CREATING A SYLLABLE CONCORDANCE WITH POSITIONAL VARIANTS

Hello,
Some time back I had posted a request for a syllable concordance in which if a syllable was provided in a file, the program would extract a word from a file entitled "Corpus" matching that syllable. The program was
The following script was provided which did the job and for which I am really thankful:

#! /usr/bin/perl

use strict;   # These two lines save you endless trouble 
use warnings; # without them typos and such errors get missed

open (my $corpus_file, '<', 'Corpus'); # Created a test corpus with just the contained lines
$/="\r\n"; # Again with the DOS files
chomp(my @corpus = (<$corpus_file>));  # Load the corpus file into an array for faster access
open (my $syllables_file, '<', 'Syllables');
while(<$syllables_file>){
    chomp(my $syllable = $_);
    my $found = 0;
    for my $word (@corpus){
        if ( $word =~ /$syllable/){  # use a regular expression to find a match for the syllable
            print "$syllable=$word\n";
            $found = 1;
            last; #Stop processing the array of words as we have an example
        }
    }
    print "$syllable wasn't matched in the supplied corpus\n" if (! $found);
}

However I need one more refinement
I need to modify the program such that it finds the syllable in three different environents Initial medial Final Standalone(whole word)
example (theoretical: I know somebody will say "a" here is not a syllable. But I am working with Indian languages).
Syllable "a"
Intial Medial Final Standalone
ago bare gonna a
It could be that the syllable may not appear in all environments as in the case of stri
Intial Medial Final Standalone
strip Astrid NONE NONE
I have tried to factor in the environmental constraints using regexes but the results are disastrous
Please help. I have spent quite a few hours and the results get more ludicrous each time.
Many thanks and my gratitutde to the generous people on the forum who give their time and energy to helping out tyros like me.

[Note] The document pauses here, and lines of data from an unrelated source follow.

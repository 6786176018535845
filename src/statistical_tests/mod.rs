//! statistical_tests — hypothesis tests for functional coefficients.
//!
//! Purpose
//! -------
//! House the bootstrap test of coefficient nonlinearity: do the panel's
//! autoregressive coefficients genuinely vary with the reference signal,
//! or does a constant-coefficient VAR fit the data just as well? The
//! subtree bundles the test driver ([`nonlinearity`]), its linear baseline
//! ([`var`]), the shared input guards ([`validation`]), and the error
//! vocabulary ([`errors`]).
//!
//! Key behaviors
//! -------------
//! - The observed statistic sums per-series residual trace ratios between
//!   the VAR and functional fits over aligned rows.
//! - The null distribution comes from a subject-level residual bootstrap
//!   generated under the linear fit, with reproducible per-replicate RNG
//!   streams on the rayon pool.
//! - Per-replicate failures are contained as missing bootstrap statistics;
//!   only malformed inputs, unfittable observed series, or the loss of
//!   every replicate abort the test.
//!
//! Conventions
//! -----------
//! - Error messages are phrased in terms of domain constraints; all
//!   [`NLError`] values map to `PyValueError` at the Python boundary.
//!
//! Downstream usage
//! ----------------
//! - Typical Rust code imports the main surface as:
//!
//!   ```rust,ignore
//!   use mxfar::statistical_tests::{NLOutcome, nonlinearity_test};
//!
//!   let outcome: NLOutcome = nonlinearity_test(&panel, p, d, &opts, 250, Some(42))?;
//!   ```
//!
//!   and typically runs the test before committing to a
//!   [`crate::functional::models::MxfarModel`] fit: a large p-value says
//!   the functional machinery is not earning its variance.
//!
//! Testing notes
//! -------------
//! - Unit tests cover error payloads, validation branches, the VAR
//!   baseline, and seeded reproducibility of the test driver; statistical
//!   size and power live in the integration suite.

pub mod errors;
pub mod nonlinearity;
pub mod validation;
pub mod var;

// ---- Re-exports (primary public surface) ----------------------------------

pub use self::errors::{NLError, NLResult};
pub use self::nonlinearity::{NLOutcome, nonlinearity_test};

// ---- Optional convenience prelude for downstream crates -------------------
//
// Downstream crates can write
//
//     use mxfar::statistical_tests::prelude::*;
//
// to import the main testing surface in a single line.

pub mod prelude {
    pub use super::errors::{NLError, NLResult};
    pub use super::nonlinearity::{NLOutcome, nonlinearity_test};
}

Well, regex for white space vary: Regex Tutorial - \b Word Boundaries

I used to say \< and \> for word boundary, but the PERL guys got to the POSIX and changed it after decades, so both may be \b!

So, you need to check for

  • standalone \<a\>
  • initial \<a[a-z]
  • final [a-z]a\>
  • medial [a-z]a[a-z]

but since the [a-z] check is more expensive, you might be able to check in this order, since if not \<a\> then \<a is initial and a\> is final, and medial is none of the above.

Hello,
With a little help from colleagues, I finally managed to get the concordance going. Here is the code in case someone else would like to use it:

#! /usr/bin/perl

use strict;  # These two lines save you endless trouble
use warnings; # without them typos and such errors get missed

open (my $corpus_file, '<', 'Corpus'); # Created a test corpus with just the contained lines
# $/="\r\n"; # Again with the DOS files
chomp(my @corpus = (<$corpus_file>)); # Load the corpus file into an array for faster access
open (my $syllables_file, '<', 'Syllables');
while(<$syllables_file>){
    chomp(my $syllable = $_);
    my $count = 0;
    my $init = my $med = my $fin = my $stdalone = "NONE";
    for my $word (@corpus) {
        if ( $word =~ /^$syllable.+/) {
            if ($init eq "NONE") {
                $init = $word;
                $count++;
            }
        }
        elsif ($word =~ /.+$syllable.+/) {
            if ($med eq "NONE") {
                $med = $word;
                $count++;
            }
        }
        elsif ($word =~ /.+$syllable$/) {
            if ($fin eq "NONE") {
                $fin = $word;
                $count++;
            }
        }
        elsif ($word =~ /^$syllable$/) {
            if ($stdalone eq "NONE") {
                $stdalone = $word;
                $count++;
            }
        }
        last if $count == 4;
    }
    print "$syllable\nInitial $init\nMedial $med\nFinal $fin\nStandalone $stdalone\n";
    #print "$init\t$med\t$fin\t$stdalone\n";
}

Many thanks for the information re. Regex.

A logic tree and removing redundant tests save time. If it has a prefix char, it is medial or final else it is initial or standalone, and for prefix'ed, if not medial it is always final, no test needed.

1 Like